* Task goal: Gather, from the listing beneath this task, every line holding the string "cannot".

■ ■ ■ ■ ■

//! # Byte Regions
//!
//! `ByteRegion` is the backing medium every other layer writes into: either
//! an anonymous heap buffer (ephemeral) or a memory-mapped file (durable).
//! Both variants expose the same contract — bounds-checked `read_at` /
//! `write_at`, grow, sync — so the chunk store and everything above it are
//! indifferent to where the bytes live.
//!
//! ## Concurrency Model
//!
//! Region I/O runs under a shared `RwLock` guard: any number of cursors may
//! read and write concurrently, provided writers target disjoint ranges
//! (enforced by the striped locks of the layers above, not here). `grow`
//! takes the exclusive guard, so all in-flight I/O drains before the buffer
//! is reallocated or remapped and no cursor can ever observe a dangling
//! mapping.
//!
//! This trades the borrow-checker discipline a single-owner mmap type would
//! give us for multi-cursor concurrency, which the chunk store requires. The
//! raw-pointer writes below are sound only because of the exclusive-grow
//! rule; every unsafe block states its obligations.

use std::fs::{File, OpenOptions};
use std::path::Path;

use eyre::{ensure, Result, WrapErr};
use memmap2::MmapMut;
use parking_lot::RwLock;

pub struct ByteRegion {
    buf: RwLock<RegionBuf>,
}

struct RegionBuf {
    base: *mut u8,
    len: usize,
    backing: Backing,
}

enum Backing {
    Heap(Vec<u8>),
    Mmap { file: File, mmap: MmapMut },
}

// SAFETY: RegionBuf's raw base pointer aliases memory owned by `backing`,
// which lives exactly as long as the RegionBuf. All access to the pointer
// happens through ByteRegion's RwLock: shared guards only perform reads and
// writes to caller-disjoint ranges, and the pointer is only invalidated by
// grow(), which holds the exclusive guard.
unsafe impl Send for RegionBuf {}
unsafe impl Sync for RegionBuf {}

impl RegionBuf {
    fn heap(mut bytes: Vec<u8>) -> Self {
        Self {
            base: bytes.as_mut_ptr(),
            len: bytes.len(),
            backing: Backing::Heap(bytes),
        }
    }

    fn mapped(file: File, mut mmap: MmapMut) -> Self {
        Self {
            base: mmap.as_mut_ptr(),
            len: mmap.len(),
            backing: Backing::Mmap { file, mmap },
        }
    }
}

impl ByteRegion {
    /// An anonymous in-memory region. Contents are lost on drop.
    pub fn heap(len: u64) -> Self {
        Self {
            buf: RwLock::new(RegionBuf::heap(vec![0u8; len as usize])),
        }
    }

    /// Create a new file-backed region, truncating any existing file.
    pub fn create<P: AsRef<Path>>(path: P, len: u64) -> Result<Self> {
        let path = path.as_ref();
        ensure!(len > 0, "region length must be at least 1 byte");

        let file = OpenOptions::new()
            .read(true)
            .write(true)
            .create(true)
            .truncate(true)
            .open(path)
            .wrap_err_with(|| format!("failed to create region file '{}'", path.display()))?;

        file.set_len(len)
            .wrap_err_with(|| format!("failed to set region file size to {} bytes", len))?;

        // SAFETY: the file was just created with exclusive read+write access
        // and sized before mapping. The mmap's lifetime is tied to the
        // RegionBuf, and remapping only happens under the exclusive guard.
        let mmap = unsafe {
            MmapMut::map_mut(&file)
                .wrap_err_with(|| format!("failed to memory-map '{}'", path.display()))?
        };

        Ok(Self {
            buf: RwLock::new(RegionBuf::mapped(file, mmap)),
        })
    }

    /// Open an existing file-backed region.
    pub fn open<P: AsRef<Path>>(path: P) -> Result<Self> {
        let path = path.as_ref();

        let file = OpenOptions::new()
            .read(true)
            .write(true)
            .open(path)
            .wrap_err_with(|| format!("failed to open region file '{}'", path.display()))?;

        let len = file
            .metadata()
            .wrap_err_with(|| format!("failed to stat '{}'", path.display()))?
            .len();

        ensure!(len > 0, "cannot open empty region file '{}'", path.display());

        // SAFETY: same obligations as in create(); database region files are
        // not modified by external processes while the store is open.
        let mmap = unsafe {
            MmapMut::map_mut(&file)
                .wrap_err_with(|| format!("failed to memory-map '{}'", path.display()))?
        };

        Ok(Self {
            buf: RwLock::new(RegionBuf::mapped(file, mmap)),
        })
    }

    pub fn len(&self) -> u64 {
        self.buf.read().len as u64
    }

    pub fn is_empty(&self) -> bool {
        self.len() == 0
    }

    pub fn read_at(&self, offset: u64, dst: &mut [u8]) -> Result<()> {
        let buf = self.buf.read();
        let end = offset + dst.len() as u64;
        ensure!(
            end <= buf.len as u64,
            "region read [{}, {}) out of bounds (len={})",
            offset,
            end,
            buf.len
        );

        // SAFETY: the range was bounds-checked against the current length,
        // which cannot change while the shared guard is held.
        unsafe {
            std::ptr::copy_nonoverlapping(
                buf.base.add(offset as usize),
                dst.as_mut_ptr(),
                dst.len(),
            );
        }
        Ok(())
    }

    pub fn write_at(&self, offset: u64, src: &[u8]) -> Result<()> {
        let buf = self.buf.read();
        let end = offset + src.len() as u64;
        ensure!(
            end <= buf.len as u64,
            "region write [{}, {}) out of bounds (len={})",
            offset,
            end,
            buf.len
        );

        // SAFETY: bounds-checked as above. Concurrent writers under shared
        // guards target disjoint ranges by the striping contract; writes to
        // the same range without an external lock are a caller bug, not UB
        // on the mapping itself (the backing storage stays valid).
        unsafe {
            std::ptr::copy_nonoverlapping(src.as_ptr(), buf.base.add(offset as usize), src.len());
        }
        Ok(())
    }

    /// Extend the region. A no-op when `new_len` does not exceed the current
    /// length. Blocks until all in-flight reads and writes complete.
    pub fn grow(&self, new_len: u64) -> Result<()> {
        let mut guard = self.buf.write();
        let buf = &mut *guard;
        if new_len as usize <= buf.len {
            return Ok(());
        }

        match &mut buf.backing {
            Backing::Heap(bytes) => {
                bytes.resize(new_len as usize, 0);
                buf.base = bytes.as_mut_ptr();
                buf.len = bytes.len();
            }
            Backing::Mmap { file, mmap } => {
                mmap.flush().wrap_err("failed to flush mmap before grow")?;
                file.set_len(new_len)
                    .wrap_err_with(|| format!("failed to extend region file to {} bytes", new_len))?;

                // SAFETY: the exclusive guard guarantees no reader or writer
                // holds the old base pointer; the old mapping is dropped when
                // the new one is assigned.
                let remapped = unsafe {
                    MmapMut::map_mut(&*file).wrap_err("failed to remap region after grow")?
                };
                *mmap = remapped;
                buf.base = mmap.as_mut_ptr();
                buf.len = mmap.len();
            }
        }
        Ok(())
    }

    /// Flush dirty pages to disk. A no-op for heap regions.
    pub fn sync(&self) -> Result<()> {
        let buf = self.buf.read();
        match &buf.backing {
            Backing::Heap(_) => Ok(()),
            Backing::Mmap { mmap, .. } => mmap.flush().wrap_err("failed to sync region to disk"),
        }
    }

    /// Hint the kernel to fault in `[offset, offset + len)` ahead of a scan.
    pub fn prefetch(&self, offset: u64, len: u64) {
        let buf = self.buf.read();
        if offset as usize >= buf.len {
            return;
        }
        let len = len.min(buf.len as u64 - offset) as usize;

        #[cfg(unix)]
        if let Backing::Mmap { .. } = buf.backing {
            // SAFETY: the range is clamped to the mapping and madvise with
            // MADV_WILLNEED is advisory only.
            unsafe {
                libc::madvise(
                    buf.base.add(offset as usize) as *mut libc::c_void,
                    len,
                    libc::MADV_WILLNEED,
                );
            }
        }
        #[cfg(not(unix))]
        let _ = len;
    }
}

#[cfg(test)]
mod tests {
    use super::*;
    use tempfile::tempdir;

    #[test]
    fn heap_region_round_trips_bytes() {
        let region = ByteRegion::heap(128);

        region.write_at(10, b"hello").unwrap();

        let mut got = [0u8; 5];
        region.read_at(10, &mut got).unwrap();
        assert_eq!(&got, b"hello");
    }

    #[test]
    fn out_of_bounds_access_is_an_error() {
        let region = ByteRegion::heap(16);

        assert!(region.write_at(12, b"hello").is_err());
        let mut buf = [0u8; 8];
        assert!(region.read_at(9, &mut buf).is_err());
        assert!(region.read_at(8, &mut buf).is_ok());
    }

    #[test]
    fn grow_preserves_heap_contents() {
        let region = ByteRegion::heap(32);
        region.write_at(0, b"keep me").unwrap();

        region.grow(1024).unwrap();

        assert_eq!(region.len(), 1024);
        let mut got = [0u8; 7];
        region.read_at(0, &mut got).unwrap();
        assert_eq!(&got, b"keep me");
    }

    #[test]
    fn grow_to_smaller_len_is_a_noop() {
        let region = ByteRegion::heap(64);
        region.grow(32).unwrap();
        assert_eq!(region.len(), 64);
    }

    #[test]
    fn mapped_region_persists_across_reopen() {
        let dir = tempdir().unwrap();
        let path = dir.path().join("region.loam");

        {
            let region = ByteRegion::create(&path, 256).unwrap();
            region.write_at(100, &[0xDE, 0xAD, 0xBE, 0xEF]).unwrap();
            region.sync().unwrap();
        }

        let region = ByteRegion::open(&path).unwrap();
        assert_eq!(region.len(), 256);
        let mut got = [0u8; 4];
        region.read_at(100, &mut got).unwrap();
        assert_eq!(got, [0xDE, 0xAD, 0xBE, 0xEF]);
    }

    #[test]
    fn mapped_region_grow_extends_file() {
        let dir = tempdir().unwrap();
        let path = dir.path().join("region.loam");

        let region = ByteRegion::create(&path, 64).unwrap();
        region.write_at(0, b"front").unwrap();
        region.grow(4096).unwrap();
        region.write_at(4090, b"back").unwrap();

        assert_eq!(region.len(), 4096);
        let mut front = [0u8; 5];
        region.read_at(0, &mut front).unwrap();
        assert_eq!(&front, b"front");
    }

    #[test]
    fn open_missing_file_is_an_error() {
        let dir = tempdir().unwrap();
        assert!(ByteRegion::open(dir.path().join("absent.loam")).is_err());
    }
}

■ ■ ■ ■ ■

* Reply to the exercise:
        ensure!(len > 0, "cannot open empty region file '{}'", path.display());
        // which cannot change while the shared guard is held.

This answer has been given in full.